De Blasio administration unveils $850 million mental-health plan
The city revealed an ambitious plan to train 250,000 New Yorkers in mental-health first aid in order to identify and respond to signs of mental illness and substance abuse.
November 23, 2015
New York City will spend about $850 million over the next four years to improve mental-health services and expand access to care. The figure includes $305 million in new city spending on behavioral health.
The money will be used to launch ThriveNYC, a program first announced in January by first lady Chirlane McCray as the Roadmap for Mental Health. ThriveNYC will consist of 54 different initiatives, including 23 new programs. “With this roadmap, New York is stepping up and taking on a crisis that has been eroding the foundation of our city and destroying our families for far too long,” McCray said at a news conference on Monday.
The city revealed the first section of its roadmap on Nov. 12 when it chronicled the wide reach and economic toll of mental health in a report that showed that lost productivity tied to depression and substance abuse took a $14 billion annual toll on the city.
The initiative is organized around six principles: Change the culture; act early; close treatment gaps; partner with communities; use data better; and strengthen government’s ability to lead.
The set of programs unveiled today are all tied to one of those principles. In the lead-up to ThriveNYC’s unveiling, McCray held listening sessions in all five boroughs to gather feedback from community organizations and those who are affected by mental illness.

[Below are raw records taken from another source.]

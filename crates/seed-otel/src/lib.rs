use once_cell::sync::OnceCell;
use tracing::Subscriber;
use tracing_appender::non_blocking::WorkerGuard;
use tracing_subscriber::filter::Targets;
use tracing_subscriber::registry::LookupSpan;
use tracing_subscriber::{
    fmt,
    layer::{Layer, SubscriberExt},
    util::SubscriberInitExt,
    EnvFilter, Registry,
};

/// Target used by the HTTP access log middleware.
pub const ACCESS_TARGET: &str = "http.access";

static ACCESS_GUARD: OnceCell<WorkerGuard> = OnceCell::new();

/// Rolling file sink for `http.access` events.
#[derive(Debug, Clone, PartialEq, Eq)]
pub struct AccessLogFile {
    pub dir: String,
    pub prefix: String,
    pub rotation: Rotation,
}

#[derive(Debug, Clone, Copy, PartialEq, Eq)]
pub enum Rotation {
    Minutely,
    Hourly,
    Daily,
}

impl AccessLogFile {
    pub fn from_env() -> Option<Self> {
        Self::from_lookup(|key| std::env::var(key).ok())
    }

    pub fn from_lookup<F>(lookup: F) -> Option<Self>
    where
        F: Fn(&str) -> Option<String>,
    {
        if lookup("SEED_ACCESS_LOG_ROLL").as_deref() != Some("1") {
            return None;
        }
        let dir = lookup("SEED_ACCESS_LOG_DIR")
            .or_else(|| lookup("SEED_LOGS_DIR"))
            .unwrap_or_else(|| "logs".to_string());
        let prefix = lookup("SEED_ACCESS_LOG_PREFIX").unwrap_or_else(|| "http-access".into());
        let rotation = match lookup("SEED_ACCESS_LOG_ROTATION")
            .unwrap_or_default()
            .to_lowercase()
            .as_str()
        {
            "hourly" => Rotation::Hourly,
            "minutely" => Rotation::Minutely,
            _ => Rotation::Daily,
        };
        Some(Self {
            dir,
            prefix,
            rotation,
        })
    }
}

/// Install the console subscriber on stdout. Safe to call more than once.
pub fn init() {
    install(fmt::layer::<Registry>());
}

/// Same as [`init`] but writes to stderr, keeping stdout free for CLI output.
pub fn init_stderr() {
    install(fmt::layer::<Registry>().with_writer(std::io::stderr));
}

fn install<L>(console: L)
where
    L: Layer<Registry> + Send + Sync + 'static,
{
    let filter = EnvFilter::try_from_default_env().unwrap_or_else(|_| EnvFilter::new("info"));
    let registry = tracing_subscriber::registry()
        .with(console.with_filter(filter))
        .with(access_layer(AccessLogFile::from_env()));
    let _ = registry.try_init();
}

fn access_layer<S>(cfg: Option<AccessLogFile>) -> Option<impl Layer<S> + Send + Sync>
where
    S: Subscriber + for<'a> LookupSpan<'a>,
{
    let cfg = cfg?;
    if let Err(err) = std::fs::create_dir_all(&cfg.dir) {
        // The subscriber is not installed yet.
        eprintln!("failed to create access log directory {}: {err}", cfg.dir);
    }
    let writer = match cfg.rotation {
        Rotation::Hourly => tracing_appender::rolling::hourly(&cfg.dir, &cfg.prefix),
        Rotation::Minutely => tracing_appender::rolling::minutely(&cfg.dir, &cfg.prefix),
        Rotation::Daily => tracing_appender::rolling::daily(&cfg.dir, &cfg.prefix),
    };
    let (nb, guard) = tracing_appender::non_blocking(writer);
    let _ = ACCESS_GUARD.set(guard);
    let targets = Targets::new().with_target(ACCESS_TARGET, tracing::Level::INFO);
    Some(
        fmt::layer::<S>()
            .with_ansi(false)
            .with_target(false)
            .with_writer(nb)
            .with_filter(targets),
    )
}
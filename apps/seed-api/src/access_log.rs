use axum::extract::{ConnectInfo, MatchedPath};
use axum::http::Request;
use axum::middleware::Next;
use axum::response::Response;
use std::net::SocketAddr;
use std::time::Instant;

use crate::request_ctx::RequestId;

/// Route template when a route matched (`/api/paths/{id}`), else the raw path.
fn route_label<B>(req: &Request<B>) -> String {
    req.extensions()
        .get::<MatchedPath>()
        .map(|m| m.as_str().to_string())
        .unwrap_or_else(|| req.uri().path().to_string())
}

/// One line per request on the `http.access` target, the file sink's filter.
pub async fn access_log_mw(req: Request<axum::body::Body>, next: Next) -> Response {
    let started = Instant::now();
    let method = req.method().clone();
    let path = route_label(&req);
    let remote = req
        .extensions()
        .get::<ConnectInfo<SocketAddr>>()
        .map(|c| c.0.ip().to_string())
        .unwrap_or_default();
    let request_id = req
        .extensions()
        .get::<RequestId>()
        .map(|id| id.as_str().to_string())
        .unwrap_or_default();
    let user_agent = req
        .headers()
        .get(axum::http::header::USER_AGENT)
        .and_then(|h| h.to_str().ok())
        .unwrap_or("")
        .to_string();

    let res = next.run(req).await;
    let dur_ms = started.elapsed().as_millis() as u64;
    tracing::info!(
        target: seed_otel::ACCESS_TARGET,
        method = %method,
        path = %path,
        status = res.status().as_u16(),
        dur_ms,
        remote = %remote,
        request_id = %request_id,
        ua = %user_agent,
        "request"
    );
    res
}

#[cfg(test)]
mod tests {
    use super::*;
    use axum::{body::Body, http::HeaderValue, middleware, routing::get, Router};
    use tower::ServiceExt;

    async fn label_echo(req: Request<Body>, next: Next) -> Response {
        let label = route_label(&req);
        let mut res = next.run(req).await;
        if let Ok(value) = HeaderValue::from_str(&label) {
            res.headers_mut().insert("x-route", value);
        }
        res
    }

    async fn label_for(uri: &str) -> String {
        let app = Router::new()
            .route("/api/paths/{id}", get(|| async { "ok" }))
            .fallback(|| async { axum::http::StatusCode::NOT_FOUND })
            .layer(middleware::from_fn(label_echo));
        let res = app
            .oneshot(Request::builder().uri(uri).body(Body::empty()).unwrap())
            .await
            .unwrap();
        res.headers()
            .get("x-route")
            .map(|v| v.to_str().unwrap().to_string())
            .unwrap_or_default()
    }

    #[tokio::test]
    async fn matched_routes_log_their_template() {
        assert_eq!(label_for("/api/paths/build-path").await, "/api/paths/{id}");
    }

    #[tokio::test]
    async fn unmatched_requests_log_the_raw_path() {
        assert_eq!(label_for("/nowhere").await, "/nowhere");
    }
}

To change the culture, the city plans to train 250,000 New Yorkers in mental-health first aid, an educational program that helps community members, such as teachers, law enforcement and clergy identify and respond to signs of mental illness and substance use. The city will also start a public awareness campaign that aims to reduce the stigma of mental health and teach New Yorkers where they can access services.
ThriveNYC will start addressing mental-health issues in schools, starting with universal prekindergarten programs. Training will be provided to 9,200 teachers and school administrators to teach social and emotional skills to children to help them cope.
In 2017, the city will work to address mental-health issues in 100 more public schools and will hire 100 school mental-health consultants who will help students connect to services.
The initiative is meant to expand mental-health services in the city’s poorest communities, where there are higher rates of hospitalization due to mental illness. To target those areas the city will hire 400 doctors and masters- and doctoral-level clinicians. They will be the basis for a New York City mental-health corps that will dispatch personnel to mental health facilities, substance abuse treatment programs and primary care practices, where services are scarce.
The city also will expand access to two drugs that can be used to treat heroin users. More than 1,000 providers will be trained to prescribe buprenorphine, a drug that is used to help people curb use of opiates, such as heroin or morphine, and naloxone, which is given to people showing signs of opioid overdose.
Mayor Bill de Blasio will host the first Mayors’ Conference for Mental Health in 2016 to share ideas with leaders from other cities.
ThriveNYC puts New York City in a position to be at the forefront of addressing mental health as a public health issue.
Still, the provider community is concerned that the program has not been well coordinated with New York state officials from the Office of Mental Health and the Office of Alcohol and Substance Abuse Services. Those agencies oversee payments to providers treating Medicaid patients, a high-need group that ThriveNYC aims to reach.